◆ Required action: Print the first line of the data below and every one after it, through the line containing "use ppd_db::repositories::EpdsRecommendationRepo;", exactly as written.

◆ Provided data:
────────────────────
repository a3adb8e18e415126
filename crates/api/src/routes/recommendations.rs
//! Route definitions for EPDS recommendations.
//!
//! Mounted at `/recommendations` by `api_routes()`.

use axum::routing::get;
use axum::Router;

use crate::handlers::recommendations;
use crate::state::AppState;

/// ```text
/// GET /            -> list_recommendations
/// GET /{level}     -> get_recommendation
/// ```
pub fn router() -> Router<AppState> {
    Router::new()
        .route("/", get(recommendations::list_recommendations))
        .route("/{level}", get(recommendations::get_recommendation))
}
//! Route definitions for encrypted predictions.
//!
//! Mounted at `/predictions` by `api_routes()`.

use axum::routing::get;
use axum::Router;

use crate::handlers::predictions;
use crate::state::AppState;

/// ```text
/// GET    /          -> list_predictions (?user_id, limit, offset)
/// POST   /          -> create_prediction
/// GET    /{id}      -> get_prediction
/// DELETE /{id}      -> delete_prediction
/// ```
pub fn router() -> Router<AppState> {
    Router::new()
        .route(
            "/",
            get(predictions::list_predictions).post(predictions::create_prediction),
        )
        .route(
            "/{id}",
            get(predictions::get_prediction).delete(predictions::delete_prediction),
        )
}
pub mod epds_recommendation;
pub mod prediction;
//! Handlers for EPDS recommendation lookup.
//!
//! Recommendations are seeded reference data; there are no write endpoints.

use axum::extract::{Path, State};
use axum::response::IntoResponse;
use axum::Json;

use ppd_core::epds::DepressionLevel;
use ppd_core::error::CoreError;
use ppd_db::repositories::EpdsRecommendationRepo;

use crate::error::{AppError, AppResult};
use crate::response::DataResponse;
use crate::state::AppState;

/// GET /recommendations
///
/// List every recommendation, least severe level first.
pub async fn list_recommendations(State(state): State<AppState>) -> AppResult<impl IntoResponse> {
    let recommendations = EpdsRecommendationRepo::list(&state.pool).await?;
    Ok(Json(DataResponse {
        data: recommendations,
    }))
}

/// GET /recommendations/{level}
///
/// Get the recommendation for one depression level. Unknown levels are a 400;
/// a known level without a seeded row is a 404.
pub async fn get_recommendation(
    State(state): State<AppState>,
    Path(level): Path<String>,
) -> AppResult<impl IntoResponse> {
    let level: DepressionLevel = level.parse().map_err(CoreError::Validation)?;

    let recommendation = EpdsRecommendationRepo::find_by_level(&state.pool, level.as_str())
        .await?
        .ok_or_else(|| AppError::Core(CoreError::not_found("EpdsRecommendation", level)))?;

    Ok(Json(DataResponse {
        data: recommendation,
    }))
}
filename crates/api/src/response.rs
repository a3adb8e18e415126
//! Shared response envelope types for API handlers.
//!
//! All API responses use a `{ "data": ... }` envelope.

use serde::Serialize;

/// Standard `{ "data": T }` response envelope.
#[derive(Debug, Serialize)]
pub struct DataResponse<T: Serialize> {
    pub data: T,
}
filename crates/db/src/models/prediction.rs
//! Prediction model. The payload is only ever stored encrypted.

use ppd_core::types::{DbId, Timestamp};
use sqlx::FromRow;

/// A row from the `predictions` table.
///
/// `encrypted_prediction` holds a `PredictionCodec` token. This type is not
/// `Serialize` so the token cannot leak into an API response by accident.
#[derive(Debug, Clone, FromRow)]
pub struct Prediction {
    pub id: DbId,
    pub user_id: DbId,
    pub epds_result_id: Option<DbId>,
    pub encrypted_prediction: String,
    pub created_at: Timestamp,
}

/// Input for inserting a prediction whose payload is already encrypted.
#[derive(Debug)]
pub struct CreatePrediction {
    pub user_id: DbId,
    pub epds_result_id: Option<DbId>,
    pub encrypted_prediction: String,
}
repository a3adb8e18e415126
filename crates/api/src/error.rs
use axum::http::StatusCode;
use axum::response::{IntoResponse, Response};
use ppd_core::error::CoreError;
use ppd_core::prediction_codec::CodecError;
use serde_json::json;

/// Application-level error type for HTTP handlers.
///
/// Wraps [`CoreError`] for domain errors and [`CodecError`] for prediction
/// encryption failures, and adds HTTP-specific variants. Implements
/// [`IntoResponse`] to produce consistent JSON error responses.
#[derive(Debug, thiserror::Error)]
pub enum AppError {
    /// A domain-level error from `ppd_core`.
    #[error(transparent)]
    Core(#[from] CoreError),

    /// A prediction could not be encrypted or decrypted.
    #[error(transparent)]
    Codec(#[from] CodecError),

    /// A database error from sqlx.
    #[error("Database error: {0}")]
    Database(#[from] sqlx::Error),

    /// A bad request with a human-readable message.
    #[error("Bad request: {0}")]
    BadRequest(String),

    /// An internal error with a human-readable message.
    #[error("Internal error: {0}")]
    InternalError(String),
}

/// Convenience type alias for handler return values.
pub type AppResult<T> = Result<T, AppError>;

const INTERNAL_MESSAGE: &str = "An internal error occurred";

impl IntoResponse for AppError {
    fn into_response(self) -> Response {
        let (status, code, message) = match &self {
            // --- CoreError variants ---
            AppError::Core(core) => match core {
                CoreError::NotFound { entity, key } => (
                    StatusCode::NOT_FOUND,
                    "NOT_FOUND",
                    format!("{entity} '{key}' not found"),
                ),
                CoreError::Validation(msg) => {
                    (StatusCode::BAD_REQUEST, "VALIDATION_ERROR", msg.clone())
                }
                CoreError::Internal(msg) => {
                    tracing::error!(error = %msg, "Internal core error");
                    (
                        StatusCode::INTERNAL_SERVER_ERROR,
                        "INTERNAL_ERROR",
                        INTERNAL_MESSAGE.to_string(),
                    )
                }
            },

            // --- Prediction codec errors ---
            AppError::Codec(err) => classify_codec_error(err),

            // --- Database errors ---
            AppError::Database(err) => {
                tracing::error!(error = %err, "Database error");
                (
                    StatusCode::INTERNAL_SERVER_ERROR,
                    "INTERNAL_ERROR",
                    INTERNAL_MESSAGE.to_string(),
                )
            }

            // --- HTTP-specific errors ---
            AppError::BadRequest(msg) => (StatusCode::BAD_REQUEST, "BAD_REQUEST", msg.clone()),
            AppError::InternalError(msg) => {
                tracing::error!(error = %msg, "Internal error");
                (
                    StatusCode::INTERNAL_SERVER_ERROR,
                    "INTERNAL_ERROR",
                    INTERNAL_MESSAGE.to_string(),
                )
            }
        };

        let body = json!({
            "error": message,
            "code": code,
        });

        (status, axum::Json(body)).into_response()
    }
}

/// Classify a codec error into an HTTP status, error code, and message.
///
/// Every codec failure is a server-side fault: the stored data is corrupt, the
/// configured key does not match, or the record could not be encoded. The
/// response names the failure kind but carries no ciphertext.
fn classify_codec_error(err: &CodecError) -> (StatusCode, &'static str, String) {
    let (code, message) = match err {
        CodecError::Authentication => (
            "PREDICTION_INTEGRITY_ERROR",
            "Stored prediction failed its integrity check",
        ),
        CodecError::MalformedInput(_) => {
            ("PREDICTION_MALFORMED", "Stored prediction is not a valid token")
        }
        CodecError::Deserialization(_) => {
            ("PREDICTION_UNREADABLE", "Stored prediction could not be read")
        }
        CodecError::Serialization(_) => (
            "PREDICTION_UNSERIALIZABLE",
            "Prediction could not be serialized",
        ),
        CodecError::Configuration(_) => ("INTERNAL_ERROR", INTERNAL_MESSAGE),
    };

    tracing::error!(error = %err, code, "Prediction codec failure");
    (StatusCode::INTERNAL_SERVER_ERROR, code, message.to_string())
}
────────────────────
◆ Solved exercise:
repository a3adb8e18e415126
filename crates/api/src/routes/recommendations.rs
//! Route definitions for EPDS recommendations.
//!
//! Mounted at `/recommendations` by `api_routes()`.

use axum::routing::get;
use axum::Router;

use crate::handlers::recommendations;
use crate::state::AppState;

/// ```text
/// GET /            -> list_recommendations
/// GET /{level}     -> get_recommendation
/// ```
pub fn router() -> Router<AppState> {
    Router::new()
        .route("/", get(recommendations::list_recommendations))
        .route("/{level}", get(recommendations::get_recommendation))
}
//! Route definitions for encrypted predictions.
//!
//! Mounted at `/predictions` by `api_routes()`.

use axum::routing::get;
use axum::Router;

use crate::handlers::predictions;
use crate::state::AppState;

/// ```text
/// GET    /          -> list_predictions (?user_id, limit, offset)
/// POST   /          -> create_prediction
/// GET    /{id}      -> get_prediction
/// DELETE /{id}      -> delete_prediction
/// ```
pub fn router() -> Router<AppState> {
    Router::new()
        .route(
            "/",
            get(predictions::list_predictions).post(predictions::create_prediction),
        )
        .route(
            "/{id}",
            get(predictions::get_prediction).delete(predictions::delete_prediction),
        )
}
pub mod epds_recommendation;
pub mod prediction;
//! Handlers for EPDS recommendation lookup.
//!
//! Recommendations are seeded reference data; there are no write endpoints.

use axum::extract::{Path, State};
use axum::response::IntoResponse;
use axum::Json;

use ppd_core::epds::DepressionLevel;
use ppd_core::error::CoreError;
use ppd_db::repositories::EpdsRecommendationRepo;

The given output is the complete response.